▸ ABOUT THIS TASK: Among the entries below, find each line holding "iter" and return it.

▸ SOURCE INFORMATION:
use std::sync::Arc;

use candela_binance::BinanceConnector;
use candela_core::{CandelaError, CandleConnector, FailureClass, FetchRequest, StatsCollector};
use httpmock::prelude::*;
use serde_json::{Value, json};

const HOUR_MS: i64 = 3_600_000;
const FIRST_MS: i64 = 1_704_067_200_000; // 2024-01-01T00:00:00Z

fn kline(open_ms: i64, span_ms: i64) -> Value {
    json!([
        open_ms, "42000.00", "42100.00", "41900.00", "42050.00", "3.25",
        open_ms + span_ms - 1, "136662.5", 420, "1.6", "67200.0", "0"
    ])
}

fn hourly(opens: &[i64]) -> Value {
    Value::Array(opens.iter().map(|&t| kline(t, HOUR_MS)).collect())
}

fn connector(server: &MockServer, stats: Arc<StatsCollector>) -> BinanceConnector {
    BinanceConnector::builder()
        .base_url(server.base_url())
        .stats(stats)
        .build()
        .unwrap()
}

#[tokio::test]
async fn requests_klines_with_mapped_interval() {
    let server = MockServer::start_async().await;
    let opens: Vec<i64> = (0..24).map(|i| FIRST_MS + i * HOUR_MS).collect();
    let m = server
        .mock_async(|when, then| {
            when.method(GET)
                .path("/api/v3/klines")
                .query_param("symbol", "BTCUSDT")
                .query_param("interval", "1h")
                .query_param("limit", "24");
            then.status(200).json_body(hourly(&opens));
        })
        .await;

    let stats = Arc::new(StatsCollector::new());
    let binance = connector(&server, Arc::clone(&stats));
    let out = binance
        .fetch(&FetchRequest::new("BTCUSDT", "60m", 24))
        .await
        .unwrap();

    m.assert_hits_async(1).await;
    assert_eq!(out.len(), 24);
    assert_eq!(out[0].open_time, FIRST_MS);
    assert_eq!(out[0].close_time, FIRST_MS + HOUR_MS - 1);
    assert!((out[23].close - 42_050.0).abs() < 1e-9);
    assert_eq!(stats.summary().by_timeframe["1h"], 1);
}

#[tokio::test]
async fn limit_is_capped_and_range_forwarded() {
    let server = MockServer::start_async().await;
    let m = server
        .mock_async(|when, then| {
            when.method(GET)
                .path("/api/v3/klines")
                .query_param("interval", "1d")
                .query_param("limit", "1000")
                .query_param("startTime", FIRST_MS.to_string())
                .query_param("endTime", (FIRST_MS + 10 * 24 * HOUR_MS).to_string());
            then.status(200).json_body(hourly(&[FIRST_MS]));
        })
        .await;

    let binance = connector(&server, Arc::new(StatsCollector::new()));
    let req = FetchRequest::new("BTCUSDT", "D", 5000)
        .with_range(Some(FIRST_MS), Some(FIRST_MS + 10 * 24 * HOUR_MS));
    let out = binance.fetch(&req).await.unwrap();

    m.assert_hits_async(1).await;
    assert_eq!(out.len(), 1);
}

#[tokio::test]
async fn out_of_order_rows_are_normalized() {
    let server = MockServer::start_async().await;
    server
        .mock_async(|when, then| {
            when.method(GET).path("/api/v3/klines");
            then.status(200).json_body(hourly(&[
                FIRST_MS + 2 * HOUR_MS,
                FIRST_MS,
                FIRST_MS + HOUR_MS,
                FIRST_MS,
            ]));
        })
        .await;

    let binance = connector(&server, Arc::new(StatsCollector::new()));
    let out = binance
        .fetch(&FetchRequest::new("BTCUSDT", "1h", 2))
        .await
        .unwrap();

    let times: Vec<i64> = out.iter().map(|c| c.open_time).collect();
    assert_eq!(times, vec![FIRST_MS + HOUR_MS, FIRST_MS + 2 * HOUR_MS]);
}

#[tokio::test]
async fn invalid_symbol_is_empty() {
    let server = MockServer::start_async().await;
    let m = server
        .mock_async(|when, then| {
            when.method(GET).path("/api/v3/klines").query_param("symbol", "NOPE");
            then.status(400)
                .json_body(json!({"code": -1121, "msg": "Invalid symbol."}));
        })
        .await;

    let binance = connector(&server, Arc::new(StatsCollector::new()));
    let out = binance
        .fetch(&FetchRequest::new("NOPE", "15m", 10))
        .await
        .unwrap();

    // primary call plus the daily probe
    m.assert_hits_async(2).await;
    assert!(out.is_empty());
}

#[tokio::test]
async fn ten_minute_bars_are_unsupported_for_known_symbol() {
    let server = MockServer::start_async().await;
    let probe = server
        .mock_async(|when, then| {
            when.method(GET)
                .path("/api/v3/klines")
                .query_param("interval", "1d")
                .query_param("limit", "1");
            then.status(200).json_body(hourly(&[FIRST_MS]));
        })
        .await;

    let binance = connector(&server, Arc::new(StatsCollector::new()));
    let err = binance
        .fetch(&FetchRequest::new("BTCUSDT", "10m", 10))
        .await
        .unwrap_err();

    probe.assert_hits_async(1).await;
    assert_eq!(err.class(), FailureClass::Unsupported);
    if let CandelaError::TimeframeUnsupported { supported, .. } = err {
        assert!(supported.contains(&"15m".to_string()));
        assert!(!supported.contains(&"10m".to_string()));
    }
}

#[tokio::test]
async fn other_api_errors_are_transient() {
    let server = MockServer::start_async().await;
    server
        .mock_async(|when, then| {
            when.method(GET).path("/api/v3/klines");
            then.status(400)
                .json_body(json!({"code": -1100, "msg": "Illegal characters found."}));
        })
        .await;

    let binance = connector(&server, Arc::new(StatsCollector::new()));
    let err = binance
        .fetch(&FetchRequest::new("BTC USDT", "D", 10))
        .await
        .unwrap_err();

    assert_eq!(err.class(), FailureClass::Transient);
    assert!(err.to_string().contains("-1100"));
}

▸ REPLY:
    Value::Array(opens.iter().map(|&t| kline(t, HOUR_MS)).collect())
    let times: Vec<i64> = out.iter().map(|c| c.open_time).collect();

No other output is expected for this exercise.